Whether a side dish or main dish, a salad is perfect for spring and summer.  

  • Duration
  • Cook Time
  • Prep Time
  • 8Servings


  • 8 ounces uncooked pasta
  • 1 (15-ounce) can black beans
  • 1 (15-ounce) can whole kernel corn
  • 1 (15-ounce) can beans, drained
  • 1/2 cup chopped fresh cilantro
  • 1 green pepper, chopped
  • 2 cups grated Monterey Jack cheese
  • 1/2 cup sliced black olives
  • 1½ to 2 cups salsa
  • Tortilla chips
  • Sour:cream (optional)


1. Cook pasta according to package directions.
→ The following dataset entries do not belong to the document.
//! Cursor pagination driver
//!
//! Issues page requests strictly one after another, feeding each page's next
//! cursor into the following request until the collection is exhausted or a
//! bound trips. Records are accumulated as they arrive and deduplicated once
//! at the end, so the unique result does not depend on the page size.

use crate::dedup::{StallDetector, dedup_by_key};
use crate::guard::{GuardDecision, TraversalLimits, TruncationGuard};
use std::sync::Arc;
use std::time::Instant;
use storepulse_core::{
    CollectionQuery, CollectionSource, CompositeCursor, Error, EventSink, PageRequest, Record,
    Result, StopReason, TracingSink, TraversalEvent, TraversalStats,
};
use tokio_util::sync::CancellationToken;
use tracing::{debug, instrument};

/// Deduplicated records plus how complete they are
#[derive(Debug, Clone)]
pub struct TraversalOutcome<R> {
    pub records: Vec<R>,
    pub stats: TraversalStats,
}

/// Bounded traversal of one collection
pub struct Traversal<R: Record> {
    source: Arc<dyn CollectionSource<R>>,
    limits: TraversalLimits,
    sink: Arc<dyn EventSink>,
}

impl<R: Record> Clone for Traversal<R> {
    fn clone(&self) -> Self {
        Self {
            source: Arc::clone(&self.source),
            limits: self.limits,
            sink: Arc::clone(&self.sink),
        }
    }
}

impl<R: Record> Traversal<R> {
    pub fn new(source: Arc<dyn CollectionSource<R>>, limits: TraversalLimits) -> Self {
        Self {
            source,
            limits,
            sink: TracingSink::shared(),
        }
    }

    /// Route traversal events to `sink` instead of plain tracing
    pub fn with_sink(mut self, sink: Arc<dyn EventSink>) -> Self {
        self.sink = sink;
        self
    }

    pub fn limits(&self) -> TraversalLimits {
        self.limits
    }

    /// Run the fetch loop for `query`.
    ///
    /// Hard page failures abort the traversal and discard what was
    /// accumulated. A malformed page or a non-advancing cursor stops the loop
    /// and returns what was collected so far, marked as truncated. `cancel`
    /// is checked before every request and interrupts an in-flight one.
    #[instrument(skip(self, query, cancel), fields(collection = %query.collection, page_size = self.limits.page_size))]
    pub async fn run(
        &self,
        query: &CollectionQuery,
        cancel: &CancellationToken,
    ) -> Result<TraversalOutcome<R>> {
        self.limits.validate()?;

        let started = Instant::now();
        let collection = query.collection.as_str();
        let mut guard = TruncationGuard::new(self.limits);
        let mut stalls = StallDetector::new();
        let mut accumulated: Vec<R> = Vec::new();
        let mut rejected = 0usize;
        let mut cursor: Option<CompositeCursor> = None;

        let stop_reason = loop {
            if cancel.is_cancelled() {
                debug!(pages = guard.pages(), "traversal cancelled");
                return Err(Error::Cancelled);
            }

            let page_no = guard.pages() + 1;
            let request = PageRequest {
                limit: self.limits.page_size,
                cursor: cursor.take(),
            };

            let fetched = tokio::select! {
                biased;
                _ = cancel.cancelled() => {
                    debug!(page = page_no, "traversal cancelled mid-request");
                    return Err(Error::Cancelled);
                }
                result = self.source.fetch_page(query, &request) => result,
            };

            let page = match fetched {
                Ok(page) => page,
                Err(e) => {
                    self.sink.traversal(&TraversalEvent::Failed {
                        collection: collection.to_string(),
                        page: page_no,
                        error_kind: e.kind(),
                        message: e.to_string(),
                    });
                    if e.is_soft() {
                        break StopReason::MalformedPage;
                    }
                    return Err(e);
                }
            };

            guard.record_page(page.items.len());
            rejected += page.rejected;
            self.sink.traversal(&TraversalEvent::PageFetched {
                collection: collection.to_string(),
                page: page_no,
                items: page.items.len(),
                rejected: page.rejected,
            });
            accumulated.extend(page.items);

            if stalls.observe(request.cursor.as_ref(), page.next_cursor.as_ref()) {
                if let Some(sent) = request.cursor {
                    self.sink.traversal(&TraversalEvent::CursorStall {
                        collection: collection.to_string(),
                        page: page_no,
                        cursor: sent,
                    });
                }
                break StopReason::CursorStall;
            }

            match guard.check(page.next_cursor.is_some()) {
                GuardDecision::Continue => cursor = page.next_cursor,
                GuardDecision::Stop(reason) => break reason,
            }
        };

        let total_fetched = accumulated.len();
        let records = dedup_by_key(accumulated);
        let stats = TraversalStats {
            truncated: stop_reason.is_truncation(),
            page_count: guard.pages(),
            total_fetched,
            unique_count: records.len(),
            rejected,
            stop_reason,
        };

        if stats.truncated {
            self.sink.traversal(&TraversalEvent::Truncated {
                collection: collection.to_string(),
                stats,
            });
        }
        self.sink.traversal(&TraversalEvent::Completed {
            collection: collection.to_string(),
            stats,
            elapsed: started.elapsed(),
        });

        Ok(TraversalOutcome { records, stats })
    }
}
Drain, rinse in cold water, drain again and set the pasta aside. 

2. Drain and rinse black beans. Drain corn and garbanzo beans. 

3. In a large bowl, combine pasta, black beans, corn, garbanzo beans, cilantro, green pepper, cheese and olives.

4. Add about 1 cup salsa and mix to combine. 

5. Cover and refrigerate for at least 1 hour for the flavors to combine. 

6. Before serving, season to taste by stirring in up to 1 cup more salsa.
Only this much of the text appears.